We all know that magic numbers are bad, but it always surprises me whenever I found out even some programmers with several years of experience in this industry still use magic numbers. This is a code snippet that I had to debug some weeks ago.  This code was originally written by a programmer at my work.

program code:
if ( info.packageID == -1 || info.layerID == -1 )
{
    // do something
}

Okay, we all know -1 is a magic number here.  For me, it did not take long to find out packageID of -1 means invalid package. Although using the constant -1 as an invalid index is very common in programming, I personally prefer some meaningful description even for this unless it's a code for a small tool which is meant to be modified by only a handful of programmers.  But I can still live with it: we programmers all tend to get lazy time to time and it's pretty straight-forward anyways.

Then what about layerID of -1? I just assumed it would be also the invalid index, but this case invalid layer.  It is a very reasonable guess since another -1 on the same line means invalid package, right?  Wrong.  It turned out to be not the case after I wasted hours of my "expensive" work hours digging other areas to fix the bug I was trying to solve.  To my surprise, layerID of -1 means Still Loading. What? The same number on the same line means two different things?  Even in English, we get confused if one word means two different things.  Even Eminem implied "what you mean is two different things" is bad in his song, Say What You Say... Okay, maybe Eminem is not so much relevant here. Anyways, you don't wanna do that in a programming language, which tends to be more confusing!

No wonder why this is a very good, or bad, example why you don't want to use magic numbers, eh?

It's All About Coding Standards, Really

In fact, It's all about coding standards, which are pretty subjective to any programmer out there: there is no one coding standard all programmers agree with. The reason why coding standards exist is to make collaboration easier: if your code is not easily understandable by your coworkers, you are being inconsiderate, and you can't be more than a dungeon programmer.  In other words, you don't deserve to work at any place other than your own basement suite. Having that in mind, this is the rule I go by:

When Not to Use Magic Numbers:
  • when a same constant value is showing up multiple times in code. So, if packageID of -1 is used more than once in the codebase, it's better to give it a meaningful name.
  • or when the number is just too magical, thus confusing people if not explained.  layerID of -1 meaning Still Loading is out of normal usage of -1 in my opinion.
  • or when more than handful of programmers are editing the same codebase.  If it's only a small tool which is edited only by only you.

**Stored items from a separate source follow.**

//! Unified diff computation and safe, atomic application of an LLM's
//! [`faultline_core::types::FixProposal`] to the project's working tree.

pub mod applier;
pub mod diff;

pub use applier::apply_patch_set;
pub use diff::compute_diffs;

Who cares?

How Not To Be Evil
These are some of good alternatives you can use to make that code look better.  All of these methods do NOT involves any run-time cost, so you should use them, if you are a programmer who cares about your coworkers.

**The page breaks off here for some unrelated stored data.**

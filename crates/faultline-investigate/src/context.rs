//! Orchestrates the parser registry, dependency graph, and error analyzer
//! into one [`InvestigationContext`] per request.

use std::path::Path;

use faultline_core::config::SizeCaps;
use faultline_core::types::{CallChainEntry, CandidateFile, Frame, Language, ProjectDescriptor, ReadSource};
use faultline_parsers::dependency_graph::DependencyGraph;
use faultline_parsers::registry::ParserRegistry;
use faultline_parsers::scanner;

use crate::call_chain::{assemble_call_chain, DEFAULT_UPSTREAM_DEPTH, MAX_UPSTREAM_FILES};
use crate::error_analyzer::find_candidate_files;

/// A project-local file pulled in via the dependency graph because it
/// imports the crash-site file.
#[derive(Debug, Clone)]
pub struct UpstreamFile {
    pub path: String,
    pub excerpt: String,
}

/// Everything the prompt builder needs, gathered from one `(log,
/// project_root)` pair.
#[derive(Debug, Clone, Default)]
pub struct InvestigationContext {
    pub call_chain: Vec<CallChainEntry>,
    pub upstream: Vec<UpstreamFile>,
    pub project: Option<ProjectDescriptor>,
    pub candidate_files: Vec<CandidateFile>,
    /// Audit trail of every file read while building this context, tagged
    /// with why it was read.
    pub files_read: Vec<(String, ReadSource)>,
}

/// Excerpt length taken from each upstream file -- enough to show imports
/// and top-level declarations without pulling the whole file into the
/// prompt budget.
const UPSTREAM_EXCERPT_LINES: usize = 40;

/// Builds the investigation context. When `frames` is empty (a log with no
/// recognizable traceback), falls back to a project scan plus
/// keyword-scored candidate files instead of a call chain.
pub fn investigate(
    root: &Path,
    frames: &[Frame],
    language: Language,
    error_message: Option<&str>,
    caps: &SizeCaps,
) -> InvestigationContext {
    if frames.is_empty() {
        let project = scanner::scan_project(root, caps);
        let candidate_files = error_message
            .map(|msg| find_candidate_files(&project, msg))
            .unwrap_or_default();
        return InvestigationContext {
            project: Some(project),
            candidate_files,
            ..Default::default()
        };
    }

    let mut registry = ParserRegistry::new();
    let call_chain = assemble_call_chain(root, frames, language, &mut registry);

    let crash_site = call_chain.iter().rev().find(|entry| !entry.frame.external);
    let upstream = crash_site
        .map(|entry| gather_upstream(root, &entry.frame))
        .unwrap_or_default();

    let mut files_read: Vec<(String, ReadSource)> = call_chain
        .iter()
        .filter(|entry| !entry.frame.external && entry.symbol.is_some())
        .map(|entry| (entry.frame.file.clone(), ReadSource::Traceback))
        .collect();
    files_read.extend(upstream.iter().map(|u| (u.path.clone(), ReadSource::Import)));
    files_read.dedup_by(|a, b| a.0 == b.0);

    InvestigationContext {
        call_chain,
        upstream,
        project: None,
        candidate_files: Vec::new(),
        files_read,
    }
}

fn gather_upstream(root: &Path, crash_frame: &Frame) -> Vec<UpstreamFile> {
    let mut graph = DependencyGraph::new(root);

    // `upstream()` only ever resolves the file it's asked about, so without
    // priming the graph first it could never discover an importer it
    // hasn't already touched. Resolve every project file's own imports
    // up front so incoming edges exist before the upstream walk.
    for entry in faultline_parsers::walker::walk(root) {
        if let Ok(rel) = entry.path.strip_prefix(root) {
            graph.downstream(rel, 0);
        }
    }

    graph
        .upstream(Path::new(&crash_frame.file), DEFAULT_UPSTREAM_DEPTH)
        .into_iter()
        .take(MAX_UPSTREAM_FILES)
        .filter_map(|path| {
            let source = std::fs::read_to_string(root.join(&path)).ok()?;
            let excerpt = source.lines().take(UPSTREAM_EXCERPT_LINES).collect::<Vec<_>>().join("\n");
            Some(UpstreamFile {
                path: path.to_string_lossy().to_string(),
                excerpt,
            })
        })
        .collect()
}

#[cfg(test)]
mod tests {
    use super::*;
    use std::fs;
    use tempfile::tempdir;

    #[test]
    fn falls_back_to_project_scan_when_no_frames() {
        let dir = tempdir().unwrap();
        fs::write(dir.path().join("requirements.txt"), "flask\n").unwrap();
        let ctx = investigate(dir.path(), &[], Language::Python, Some("flask error"), &SizeCaps::default());
        assert!(ctx.call_chain.is_empty());
        assert!(ctx.project.is_some());
    }

    #[test]
    fn builds_call_chain_and_upstream_when_frames_present() {
        let dir = tempdir().unwrap();
        let root = dir.path();
        fs::write(root.join("caller.py"), "import callee\n").unwrap();
        fs::write(root.join("callee.py"), "def handle():\n    return 1 / 0\n").unwrap();

        let frame = Frame {
            file: "callee.py".to_string(),
            line: 2,
            column: None,
            symbol: None,
            raw_text: String::new(),
            external: false,
        };
        let ctx = investigate(root, &[frame], Language::Python, Some("ZeroDivisionError"), &SizeCaps::default());
        assert_eq!(ctx.call_chain.len(), 1);
        assert!(ctx.upstream.iter().any(|u| u.path.ends_with("caller.py")));
    }
}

My personal preference is the last method which uses unnamed enum in class.

1. Use #define:

You can use good old C-style #define to globally associate these magic numbers with meaningful names.

package.h:
#define INVALID_PACKAGE_ID -1

layer.h:
#define LAYER_STILL_LOADING -1

program code:
if ( info.packageID == INVALID_PACKAGE_ID
    || info.layerID == LAYER_STILL_LOADING )
{
    // do something
}

The only downside of this method is name collision and making everything globally available does not really get along with OOP.


2. Use const int in namespace
To limit the scopes of these unmagical numbers, some programmers embed const int into namespace.

package.h:

namespace pacakge
{
    const int INVALID_ID = -1;
    ...
}

layer.h:
namespace layer
{
    const int STILL_LOADING = -1;
    ...
}

program code:
if ( info.packageID == package::INVALID_ID
|| info.layerID == layer::STILL_LOADING )
{
    // do something
}

I don't particularly disagree with this method, but I have never preferred this method because it essentially stores these const ints separate from classes.

3. Use static const int in Class
Instead of wrapping const ints with namespace blocks, you can simple define the same const ints as static variable in a class.

package.h:
class pacakge
{
public:
    // something else
    static const int INVALID_ID;
}

package.cpp:
int package::INVALID_ID = -1;

layer.h:
class layer
{
    public:
        // something else
        static const int STILL_LOADING;
}

layer.cpp:
int layer::STILL_LOADING = -1;

program code:
if ( info.packageID == package::INVALID_ID
    || info.layerID == layer::STILL_LOADING )
{
    // do something
}


It's an okay way, but still having to define each variables in a separate .cpp file is not so desirable.

4. Use Unnamed enum in Class
This is my preferred way, which works pretty much same as the last method, but keeps everything in one place in a clean way.

package.h:
class pacakge
{
    public:
        // something else
        enum { INVALID_ID = -1 };
}

layer.h:
class layer
{
    public:
        // something else
        enum { STILL_LOADING = -1 };
}

program code:
if ( info.packageID == package::INVALID_ID
    || info.layerID == layer::STILL_LOADING )
{
    // do something
}



What do you think?  You feel like it is much cleaner, and hopefully less evil?